DEAR DOCTOR K:
My son wants to play football, but he’s smaller than the other boys. Is it safe for him to take a nutritional supplement such as creatine to increase his muscle?
Many teens, especially athletes, want to be bigger and stronger, and a fair number use creatine to do so. One study found that nearly 10 percent of high school boys have used it. Another study found that nearly half of college men have used it.
Creatine is sold as a supplement, but it is found naturally in the body, mostly in muscle. It increases the production of an “energy molecule” called adenosine triphosphate (ATP).
Creatine does not increase strength, but it may increase how well some athletes are able to train. There’s some evidence that it can help young athletes build muscle mass. And it may improve athletic performance that requires short bursts of muscle activity, such as sprinting or weightlifting. These benefits are established mainly in younger men, and not in women or in older men. Also, there is no evidence that it helps athletes in endurance sports.
One problem with nutritional supplements such as creatine is that the U.S. Food and Drug Administration (FDA), which normally checks the safety of foods and medicines, does not check the safety of nutritional supplements.
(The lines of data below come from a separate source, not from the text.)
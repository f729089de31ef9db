use crate::handler::MessageHandler;
use crate::message::{BusMessage, BusPayload, Topic};
use conductor_core::{ConductorError, TaskResult};
use futures_util::FutureExt;
use parking_lot::{Mutex, RwLock};
use std::collections::{HashMap, HashSet};
use std::panic::AssertUnwindSafe;
use std::sync::atomic::{AtomicU64, Ordering};
use std::sync::Arc;
use std::time::Duration;
use tokio::sync::Notify;
use tokio::time::Instant;
use tracing::{debug, warn};

/// Upper bound on how long a waiter sleeps between result scans.
pub const DEFAULT_POLL_INTERVAL: Duration = Duration::from_millis(100);

/// Handle identifying one subscription.
#[derive(Debug, Clone, Copy, PartialEq, Eq, Hash)]
pub struct SubscriptionId(u64);

type HandlerList = Vec<(SubscriptionId, Arc<dyn MessageHandler>)>;

/// In-process task dispatch bus.
///
/// Delivers messages to topic subscribers in subscription order, stores the
/// latest [`TaskResult`] per task id, and keeps an ordered mailbox per
/// session. Waiters on results are woken by every stored result; the poll
/// interval only caps how long a waiter sleeps if a wake-up is missed.
pub struct TaskBus {
    handlers: RwLock<HashMap<Topic, HandlerList>>,
    next_id: AtomicU64,
    results: Mutex<HashMap<String, TaskResult>>,
    mailboxes: Mutex<HashMap<String, Vec<BusMessage>>>,
    result_signal: Notify,
    poll_interval: Duration,
}

impl TaskBus {
    pub fn new() -> Self {
        Self::with_poll_interval(DEFAULT_POLL_INTERVAL)
    }

    pub fn with_poll_interval(poll_interval: Duration) -> Self {
        Self {
            handlers: RwLock::new(HashMap::new()),
            next_id: AtomicU64::new(1),
            results: Mutex::new(HashMap::new()),
            mailboxes: Mutex::new(HashMap::new()),
            result_signal: Notify::new(),
            poll_interval,
        }
    }

    pub fn poll_interval(&self) -> Duration {
        self.poll_interval
    }

    /// Register a handler for `topic`. Handlers run in subscription order.
    pub fn subscribe(&self, topic: Topic, handler: Arc<dyn MessageHandler>) -> SubscriptionId {
        let id = SubscriptionId(self.next_id.fetch_add(1, Ordering::Relaxed));
        self.handlers
            .write()
            .entry(topic)
            .or_default()
            .push((id, handler));
        debug!(topic = %topic, subscription = id.0, "Subscribed");
        id
    }

    /// Register a handler that is removed when the returned guard drops.
    pub fn subscribe_scoped(
        &self,
        topic: Topic,
        handler: Arc<dyn MessageHandler>,
    ) -> Subscription<'_> {
        let id = self.subscribe(topic, handler);
        Subscription {
            bus: self,
            topic,
            id,
        }
    }

    /// Remove a handler. Returns `false` if it was not subscribed.
    pub fn unsubscribe(&self, topic: Topic, id: SubscriptionId) -> bool {
        let mut handlers = self.handlers.write();
        let Some(list) = handlers.get_mut(&topic) else {
            return false;
        };
        let before = list.len();
        list.retain(|(sid, _)| *sid != id);
        let removed = list.len() != before;
        if list.is_empty() {
            handlers.remove(&topic);
        }
        if removed {
            debug!(topic = %topic, subscription = id.0, "Unsubscribed");
        }
        removed
    }

    /// Number of handlers currently subscribed to `topic`.
    pub fn subscriber_count(&self, topic: Topic) -> usize {
        self.handlers.read().get(&topic).map_or(0, Vec::len)
    }

    /// Publish a message.
    ///
    /// Results are stored (last write wins) and session mailboxes updated
    /// before any handler runs. Handlers are then invoked one after another;
    /// failures are logged and returned, never propagated.
    pub async fn publish(&self, message: BusMessage) -> Vec<ConductorError> {
        let topic = message.topic();

        if let BusPayload::Result(result) = &message.payload {
            let previous = self
                .results
                .lock()
                .insert(result.task_id.clone(), result.clone());
            if previous.is_some() {
                debug!(task_id = %result.task_id, "Result overwritten by newer publish");
            }
            self.result_signal.notify_waiters();
        }

        if let Some(session_id) = message.session_id() {
            self.mailboxes
                .lock()
                .entry(session_id.to_string())
                .or_default()
                .push(message.clone());
        }

        // Snapshot so handlers may (un)subscribe or publish re-entrantly.
        let handlers: Vec<Arc<dyn MessageHandler>> = self
            .handlers
            .read()
            .get(&topic)
            .map(|list| list.iter().map(|(_, h)| h.clone()).collect())
            .unwrap_or_default();

        let mut errors = Vec::new();
        for handler in handlers {
            let outcome = AssertUnwindSafe(handler.handle(&message))
                .catch_unwind()
                .await;
            let err = match outcome {
                Ok(Ok(())) => continue,
                Ok(Err(e)) => e,
                Err(_) => ConductorError::Bus(format!("Subscriber on {topic} panicked")),
            };
            warn!(topic = %topic, message_id = %message.id, error = %err, "Subscriber failed");
            errors.push(err);
        }
        errors
    }

    /// Latest result stored for `task_id`.
    pub fn get_result(&self, task_id: &str) -> Option<TaskResult> {
        self.results.lock().get(task_id).cloned()
    }

    /// Wait until every id in `task_ids` has a result or `timeout` elapses.
    ///
    /// Returns the results collected so far, in request order. Running out
    /// of time is not an error: a partial set is a normal outcome.
    pub async fn wait_for_results(
        &self,
        session_id: &str,
        task_ids: &[String],
        timeout: Duration,
    ) -> Vec<TaskResult> {
        let wanted: HashSet<&str> = task_ids.iter().map(String::as_str).collect();
        let deadline = Instant::now() + timeout;
        let mut collected: HashMap<String, TaskResult> = HashMap::new();

        loop {
            // Register interest before scanning so a publish between the
            // scan and the sleep still wakes us.
            let notified = self.result_signal.notified();
            tokio::pin!(notified);
            notified.as_mut().enable();

            {
                let results = self.results.lock();
                for id in task_ids {
                    if !collected.contains_key(id) {
                        if let Some(result) = results.get(id) {
                            collected.insert(id.clone(), result.clone());
                        }
                    }
                }
            }

            if collected.len() >= wanted.len() {
                break;
            }
            let now = Instant::now();
            if now >= deadline {
                debug!(
                    session_id = %session_id,
                    collected = collected.len(),
                    requested = wanted.len(),
                    "Result wait timed out"
                );
                break;
            }
            let nap = (deadline - now).min(self.poll_interval);
            let _ = tokio::time::timeout(nap, notified).await;
        }

        task_ids.iter().filter_map(|id| collected.remove(id)).collect()
    }

    /// Messages published for `session_id`, in publish order.
    pub fn mailbox(&self, session_id: &str) -> Vec<BusMessage> {
        self.mailboxes
            .lock()
            .get(session_id)
            .cloned()
            .unwrap_or_default()
    }

    /// Remove and return the mailbox of `session_id`.
    pub fn drain_mailbox(&self, session_id: &str) -> Vec<BusMessage> {
        self.mailboxes.lock().remove(session_id).unwrap_or_default()
    }

    /// Forget the mailbox and stored results of a finished session.
    pub fn clear_session(&self, session_id: &str) {
        self.mailboxes.lock().remove(session_id);
        self.results
            .lock()
            .retain(|_, result| result.session_id != session_id);
    }
}

impl Default for TaskBus {
    fn default() -> Self {
        Self::new()
    }
}

/// RAII subscription: unsubscribes when dropped.
pub struct Subscription<'a> {
    bus: &'a TaskBus,
    topic: Topic,
    id: SubscriptionId,
}

impl Subscription<'_> {
    pub fn id(&self) -> SubscriptionId {
        self.id
    }
}

impl Drop for Subscription<'_> {
    fn drop(&mut self) {
        self.bus.unsubscribe(self.topic, self.id);
    }
}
The FDA does not investigate to be sure the manufacturing process has prevented impurities from entering the supplement. There is little information on the short-term side effects — particularly in children or teens.
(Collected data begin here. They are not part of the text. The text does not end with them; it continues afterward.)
//! Bounded retry with exponential backoff for upstream calls
//!
//! Wraps any Reddit API operation, retrying transient failures and
//! surfacing fatal ones immediately. The same policy governs reads and
//! writes.

use rand::Rng;
use std::future::Future;
use std::time::Duration;
use tokio::time::sleep;
use tracing::warn;

use crate::error::ApiError;

/// Maximum random jitter added to each backoff delay
const JITTER_MS: u64 = 1000;

#[derive(Debug, Clone)]
pub struct RetryPolicy {
    pub max_retries: u32,
    pub base_delay: Duration,
}

impl Default for RetryPolicy {
    fn default() -> Self {
        Self {
            max_retries: 3,
            base_delay: Duration::from_millis(1000),
        }
    }
}

impl RetryPolicy {
    pub fn new(max_retries: u32, base_delay: Duration) -> Self {
        Self {
            max_retries,
            base_delay,
        }
    }

    /// Run an operation, retrying classified-transient failures.
    ///
    /// The operation is attempted at most `max_retries + 1` times. Fatal
    /// errors (auth, validation, quota exhaustion, non-429 rejections) short-
    /// circuit on the first occurrence. After exhausting retries the last
    /// error is returned unmodified so the operator sees the true upstream
    /// cause.
    pub async fn run<T, F, Fut>(&self, mut operation: F) -> Result<T, ApiError>
    where
        F: FnMut() -> Fut,
        Fut: Future<Output = Result<T, ApiError>>,
    {
        let mut attempt: u32 = 0;

        loop {
            match operation().await {
                Ok(value) => return Ok(value),
                Err(e) if e.is_retryable() && attempt < self.max_retries => {
                    let delay = self.backoff_delay(attempt);
                    warn!(
                        "Transient upstream failure (attempt {}/{}): {}. Retrying in {:?}",
                        attempt + 1,
                        self.max_retries + 1,
                        e,
                        delay
                    );
                    sleep(delay).await;
                    attempt += 1;
                }
                Err(e) => return Err(e),
            }
        }
    }

    /// Delay before the next attempt: `base * 2^attempt` plus up to one
    /// second of random jitter.
    fn backoff_delay(&self, attempt: u32) -> Duration {
        let exponential = self.base_delay.as_millis() as u64 * 2u64.pow(attempt);
        let jitter = rand::thread_rng().gen_range(0..JITTER_MS);
        Duration::from_millis(exponential + jitter)
    }
}

#[cfg(test)]
mod tests {
    use super::*;
    use std::sync::atomic::{AtomicU32, Ordering};
    use std::sync::Arc;

    fn fast_policy() -> RetryPolicy {
        RetryPolicy::new(3, Duration::from_millis(1))
    }

    #[tokio::test]
    async fn test_success_first_attempt() {
        let attempts = Arc::new(AtomicU32::new(0));
        let counter = Arc::clone(&attempts);

        let result = fast_policy()
            .run(|| {
                let counter = Arc::clone(&counter);
                async move {
                    counter.fetch_add(1, Ordering::SeqCst);
                    Ok::<_, ApiError>(42)
                }
            })
            .await;

        assert_eq!(result.unwrap(), 42);
        assert_eq!(attempts.load(Ordering::SeqCst), 1);
    }

    #[tokio::test]
    async fn test_transient_then_success() {
        let attempts = Arc::new(AtomicU32::new(0));
        let counter = Arc::clone(&attempts);

        let result = fast_policy()
            .run(|| {
                let counter = Arc::clone(&counter);
                async move {
                    let n = counter.fetch_add(1, Ordering::SeqCst);
                    if n < 2 {
                        Err(ApiError::Transient("503".to_string()))
                    } else {
                        Ok("posted")
                    }
                }
            })
            .await;

        assert_eq!(result.unwrap(), "posted");
        assert_eq!(attempts.load(Ordering::SeqCst), 3);
    }

    #[tokio::test]
    async fn test_retry_bound_and_verbatim_last_error() {
        let attempts = Arc::new(AtomicU32::new(0));
        let counter = Arc::clone(&attempts);

        let result: Result<(), ApiError> = fast_policy()
            .run(|| {
                let counter = Arc::clone(&counter);
                async move {
                    let n = counter.fetch_add(1, Ordering::SeqCst);
                    Err(ApiError::Transient(format!("server error on attempt {}", n)))
                }
            })
            .await;

        // max_retries + 1 total attempts
        assert_eq!(attempts.load(Ordering::SeqCst), 4);
        match result {
            Err(ApiError::Transient(msg)) => {
                // The final error, not a wrapper and not an earlier one
                assert_eq!(msg, "server error on attempt 3");
            }
            other => panic!("expected transient error, got {:?}", other.err()),
        }
    }

    #[tokio::test]
    async fn test_quota_exhausted_short_circuits() {
        let attempts = Arc::new(AtomicU32::new(0));
        let counter = Arc::clone(&attempts);

        let result: Result<(), ApiError> = fast_policy()
            .run(|| {
                let counter = Arc::clone(&counter);
                async move {
                    counter.fetch_add(1, Ordering::SeqCst);
                    Err(ApiError::QuotaExhausted("402 payment required".to_string()))
                }
            })
            .await;

        assert_eq!(attempts.load(Ordering::SeqCst), 1);
        assert!(matches!(result, Err(ApiError::QuotaExhausted(_))));
    }

    #[tokio::test]
    async fn test_auth_error_never_retried() {
        let attempts = Arc::new(AtomicU32::new(0));
        let counter = Arc::clone(&attempts);

        let result: Result<(), ApiError> = fast_policy()
            .run(|| {
                let counter = Arc::clone(&counter);
                async move {
                    counter.fetch_add(1, Ordering::SeqCst);
                    Err(ApiError::Auth("token revoked".to_string()))
                }
            })
            .await;

        assert_eq!(attempts.load(Ordering::SeqCst), 1);
        assert!(matches!(result, Err(ApiError::Auth(_))));
    }

    #[tokio::test]
    async fn test_rate_limit_is_retried() {
        let attempts = Arc::new(AtomicU32::new(0));
        let counter = Arc::clone(&attempts);

        let result = fast_policy()
            .run(|| {
                let counter = Arc::clone(&counter);
                async move {
                    let n = counter.fetch_add(1, Ordering::SeqCst);
                    if n == 0 {
                        Err(ApiError::RateLimit("429".to_string()))
                    } else {
                        Ok(())
                    }
                }
            })
            .await;

        assert!(result.is_ok());
        assert_eq!(attempts.load(Ordering::SeqCst), 2);
    }

    #[test]
    fn test_backoff_grows_exponentially_with_bounded_jitter() {
        let policy = RetryPolicy::new(3, Duration::from_millis(1000));

        for attempt in 0..3 {
            let expected_base = 1000 * 2u64.pow(attempt);
            let delay = policy.backoff_delay(attempt).as_millis() as u64;
            assert!(delay >= expected_base);
            assert!(delay < expected_base + JITTER_MS);
        }
    }
}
Also, the immediate and long-term safety of creatine is not known. For that reason, creatine is banned by some sports organizations. Some reported side effects include muscle cramping, stomach pain, diarrhea, vomiting, rash, seizure, heart-rhythm problems and kidney problems.
Because of these side effects, and the fact that it is not a regulated substance, it is probably best that your son not use supplements. I’d say the best way for him to be athletic and at the top of his game is to stay healthy. Remind him to eat a well-balanced diet and exercise regularly. Make sure he is getting the amount of sleep he needs for his body to rest and grow.
He must also realize that he has not completed puberty yet and still has room to grow — taller and wider. His muscles will bulk up naturally when he exercises, when the time is right for him.
Check in with his coach. Ask about suggestions for a weight-training program that might help him to get ready for football.
Even though you asked about your son, your question prompts me to mention one last thing. Some of my older patients have asked me about using creatine, along with exercise, to help fight the loss of muscle mass that comes with age. I tell them that I don’t think there is good evidence that creatine has benefits for older people.